Exercise => If a line in the entries below contains the word "tracing", it counts; report how many such lines there are, and only that number.

# # # # #

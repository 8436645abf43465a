//! Cached domain-to-tenant resolver.

use std::sync::Arc;

use tenantry_core::{ResolveError, ResolverConfig, Tenant};
use tenantry_storage::{CacheBackend, DomainCacheKey, TenantStore};

/// Resolves a domain string to its tenant, caching snapshots on miss.
///
/// Cache-aside: the resolver checks the cache, and on miss populates it
/// from the store. Negative results are never cached, so a not-yet-created
/// tenant cannot poison the cache and a later creation resolves
/// immediately without waiting for any expiry.
///
/// Cache failures on this path are soft: a failed read falls back to the
/// store and a failed write is logged and skipped. The resolve result is
/// never changed by the cache, only the number of store lookups.
///
/// Two concurrent misses for the same key may both query the store and
/// both write the cache; last write wins. Both writes carry a snapshot
/// that was current at its own store read, so the final cached value is
/// eventually consistent without single-flight deduplication.
pub struct CachedTenantResolver<S, C>
where
    S: TenantStore,
    C: CacheBackend,
{
    store: Arc<S>,
    cache: Arc<C>,
    config: ResolverConfig,
}

impl<S, C> CachedTenantResolver<S, C>
where
    S: TenantStore,
    C: CacheBackend,
{
    /// Create a new resolver.
    pub fn new(store: Arc<S>, cache: Arc<C>, config: ResolverConfig) -> Self {
        Self {
            store,
            cache,
            config,
        }
    }

    /// Create a resolver with the default configuration (caching off).
    pub fn with_defaults(store: Arc<S>, cache: Arc<C>) -> Self {
        Self::new(store, cache, ResolverConfig::default())
    }

    /// Get the resolver configuration.
    pub fn config(&self) -> &ResolverConfig {
        &self.config
    }

    /// Resolve a domain to its tenant.
    ///
    /// Fails with [`ResolveError::NotIdentified`] when no domain record
    /// matches; the failure is never cached.
    pub fn resolve(&self, domain: &str) -> Result<Tenant, ResolveError> {
        if !self.config.caching_enabled {
            return self.store.find_by_domain(domain).map_err(ResolveError::from);
        }

        let key = DomainCacheKey::derive(domain);

        match self.cache.get(&key) {
            Ok(Some(bytes)) => match serde_json::from_slice::<Tenant>(&bytes) {
                Ok(tenant) => {
                    tracing::debug!(%domain, "tenant resolved from cache");
                    return Ok(tenant);
                }
                Err(error) => {
                    tracing::warn!(%error, %domain, "cached snapshot undecodable, falling back to store");
                }
            },
            Ok(None) => {}
            Err(error) => {
                tracing::warn!(%error, %domain, "cache read failed, falling back to store");
            }
        }

        // Miss: one store query. NotFound propagates without a cache write.
        let tenant = self.store.find_by_domain(domain)?;

        match serde_json::to_vec(&tenant) {
            Ok(bytes) => {
                if let Err(error) = self.cache.put(&key, &bytes, self.config.ttl) {
                    tracing::warn!(%error, %domain, "cache write failed after store lookup");
                }
            }
            Err(error) => {
                tracing::warn!(%error, %domain, "snapshot serialization failed, result not cached");
            }
        }

        Ok(tenant)
    }
}

impl<S, C> Clone for CachedTenantResolver<S, C>
where
    S: TenantStore,
    C: CacheBackend,
{
    fn clone(&self) -> Self {
        Self {
            store: Arc::clone(&self.store),
            cache: Arc::clone(&self.cache),
            config: self.config.clone(),
        }
    }
}

#[cfg(test)]
mod tests {
    use super::*;
    use tenantry_core::{AttributeMap, CacheError, CacheTtl, Domain, StoreError};
    use tenantry_storage::{InMemoryCacheBackend, InMemoryTenantStore};

    /// Cache backend whose every operation fails, simulating an
    /// unavailable shared cache.
    struct DownCacheBackend;

    impl CacheBackend for DownCacheBackend {
        fn get(&self, _key: &DomainCacheKey) -> Result<Option<Vec<u8>>, CacheError> {
            Err(CacheError::Unavailable {
                reason: "down".to_string(),
            })
        }

        fn put(
            &self,
            _key: &DomainCacheKey,
            _value: &[u8],
            _ttl: CacheTtl,
        ) -> Result<(), CacheError> {
            Err(CacheError::Unavailable {
                reason: "down".to_string(),
            })
        }

        fn forget(&self, _key: &DomainCacheKey) -> Result<(), CacheError> {
            Err(CacheError::Unavailable {
                reason: "down".to_string(),
            })
        }
    }

    fn seeded_store(domain: &str) -> (Arc<InMemoryTenantStore>, Tenant) {
        let store = Arc::new(InMemoryTenantStore::new());
        let tenant = Tenant::new(AttributeMap::new());
        store.tenant_insert(&tenant).expect("insert tenant");
        store
            .domain_insert(&Domain::new(tenant.tenant_id, domain))
            .expect("insert domain");
        (store, tenant)
    }

    #[test]
    fn test_disabled_caching_never_touches_cache() {
        let (store, tenant) = seeded_store("acme");
        let cache = Arc::new(InMemoryCacheBackend::new());
        let resolver = CachedTenantResolver::with_defaults(Arc::clone(&store), Arc::clone(&cache));

        let resolved = resolver.resolve("acme").expect("resolve");
        assert_eq!(resolved.tenant_id, tenant.tenant_id);
        assert!(cache.is_empty());
        assert_eq!(cache.stats().misses, 0);
        assert_eq!(store.find_by_domain_count(), 1);
    }

    #[test]
    fn test_warm_hit_issues_zero_store_queries() {
        let (store, tenant) = seeded_store("acme");
        let cache = Arc::new(InMemoryCacheBackend::new());
        let resolver = CachedTenantResolver::new(
            Arc::clone(&store),
            Arc::clone(&cache),
            ResolverConfig::new().with_caching(true),
        );

        let first = resolver.resolve("acme").expect("cold resolve");
        store.reset_find_by_domain_count();

        let second = resolver.resolve("acme").expect("warm resolve");
        assert_eq!(store.find_by_domain_count(), 0);
        assert_eq!(first, second);
        assert_eq!(first.tenant_id, tenant.tenant_id);
    }

    #[test]
    fn test_not_found_is_never_cached() {
        let store = Arc::new(InMemoryTenantStore::new());
        let cache = Arc::new(InMemoryCacheBackend::new());
        let resolver = CachedTenantResolver::new(
            Arc::clone(&store),
            Arc::clone(&cache),
            ResolverConfig::new().with_caching(true),
        );

        let cold = resolver.resolve("ghost").expect_err("cold must fail");
        assert!(cold.is_not_found());
        assert!(cache.is_empty());

        // Warm repeat: still NotFound, still queries the store, still no
        // cache write.
        let warm = resolver.resolve("ghost").expect_err("warm must fail");
        assert!(warm.is_not_found());
        assert!(cache.is_empty());
        assert_eq!(store.find_by_domain_count(), 2);
    }

    #[test]
    fn test_late_creation_resolves_immediately() {
        let store = Arc::new(InMemoryTenantStore::new());
        let cache = Arc::new(InMemoryCacheBackend::new());
        let resolver = CachedTenantResolver::new(
            Arc::clone(&store),
            Arc::clone(&cache),
            ResolverConfig::new().with_caching(true),
        );

        assert!(resolver.resolve("acme").is_err());

        let tenant = Tenant::new(AttributeMap::new());
        store.tenant_insert(&tenant).expect("insert tenant");
        store
            .domain_insert(&Domain::new(tenant.tenant_id, "acme"))
            .expect("insert domain");

        // No negative entry to wait out.
        let resolved = resolver.resolve("acme").expect("resolve after creation");
        assert_eq!(resolved.tenant_id, tenant.tenant_id);
    }

    #[test]
    fn test_cache_failure_is_soft_on_resolve_path() {
        let (store, tenant) = seeded_store("acme");
        let resolver = CachedTenantResolver::new(
            Arc::clone(&store),
            Arc::new(DownCacheBackend),
            ResolverConfig::new().with_caching(true),
        );

        // Read and write both fail; the resolve result is unaffected.
        let resolved = resolver.resolve("acme").expect("resolve despite cache outage");
        assert_eq!(resolved.tenant_id, tenant.tenant_id);
        assert_eq!(store.find_by_domain_count(), 1);
    }

    #[test]
    fn test_undecodable_snapshot_falls_back_and_repairs() {
        let (store, tenant) = seeded_store("acme");
        let cache = Arc::new(InMemoryCacheBackend::new());
        let key = DomainCacheKey::derive("acme");
        cache
            .put(&key, b"not json", CacheTtl::Forever)
            .expect("seed garbage");

        let resolver = CachedTenantResolver::new(
            Arc::clone(&store),
            Arc::clone(&cache),
            ResolverConfig::new().with_caching(true),
        );

        let resolved = resolver.resolve("acme").expect("resolve");
        assert_eq!(resolved.tenant_id, tenant.tenant_id);
        assert_eq!(store.find_by_domain_count(), 1);

        // The garbage entry was overwritten by a good snapshot.
        let bytes = cache.get(&key).expect("get").expect("present");
        let snapshot: Tenant = serde_json::from_slice(&bytes).expect("decodable now");
        assert_eq!(snapshot.tenant_id, tenant.tenant_id);
    }

    #[test]
    fn test_expired_entry_refetches_from_store() {
        let (store, tenant) = seeded_store("acme");
        let cache = Arc::new(InMemoryCacheBackend::new());
        let resolver = CachedTenantResolver::new(
            Arc::clone(&store),
            Arc::clone(&cache),
            ResolverConfig::new()
                .with_caching(true)
                .with_ttl(CacheTtl::Duration(0)),
        );

        resolver.resolve("acme").expect("cold resolve");
        store.reset_find_by_domain_count();

        // Entry expired immediately; the next resolve goes to the store.
        let resolved = resolver.resolve("acme").expect("refetch");
        assert_eq!(resolved.tenant_id, tenant.tenant_id);
        assert_eq!(store.find_by_domain_count(), 1);
    }

    #[test]
    fn test_store_unavailability_propagates() {
        struct DownStore;

        impl TenantStore for DownStore {
            fn tenant_insert(&self, _: &Tenant) -> Result<(), StoreError> {
                unreachable!("not exercised")
            }
            fn tenant_get(&self, _: tenantry_core::TenantId) -> Result<Option<Tenant>, StoreError> {
                unreachable!("not exercised")
            }
            fn tenant_update(
                &self,
                _: tenantry_core::TenantId,
                _: tenantry_core::TenantUpdate,
            ) -> Result<Tenant, StoreError> {
                unreachable!("not exercised")
            }
            fn tenant_delete(&self, _: tenantry_core::TenantId) -> Result<(), StoreError> {
                unreachable!("not exercised")
            }
            fn domain_insert(&self, _: &Domain) -> Result<(), StoreError> {
                unreachable!("not exercised")
            }
            fn domain_get(
                &self,
                _: tenantry_core::DomainId,
            ) -> Result<Option<Domain>, StoreError> {
                unreachable!("not exercised")
            }
            fn domain_rename(
                &self,
                _: tenantry_core::DomainId,
                _: &str,
            ) -> Result<Domain, StoreError> {
                unreachable!("not exercised")
            }
            fn domain_delete(&self, _: tenantry_core::DomainId) -> Result<Domain, StoreError> {
                unreachable!("not exercised")
            }
            fn domains_for_tenant(
                &self,
                _: tenantry_core::TenantId,
            ) -> Result<Vec<Domain>, StoreError> {
                unreachable!("not exercised")
            }
            fn find_by_domain(&self, _: &str) -> Result<Tenant, StoreError> {
                Err(StoreError::Unavailable {
                    reason: "connection refused".to_string(),
                })
            }
        }

        let resolver = CachedTenantResolver::new(
            Arc::new(DownStore),
            Arc::new(InMemoryCacheBackend::new()),
            ResolverConfig::new().with_caching(true),
        );

        let err = resolver.resolve("acme").expect_err("must fail");
        assert!(!err.is_not_found());
        assert!(matches!(
            err,
            ResolveError::Store(StoreError::Unavailable { .. })
        ));
    }
}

# # # # #

Exercise response => 5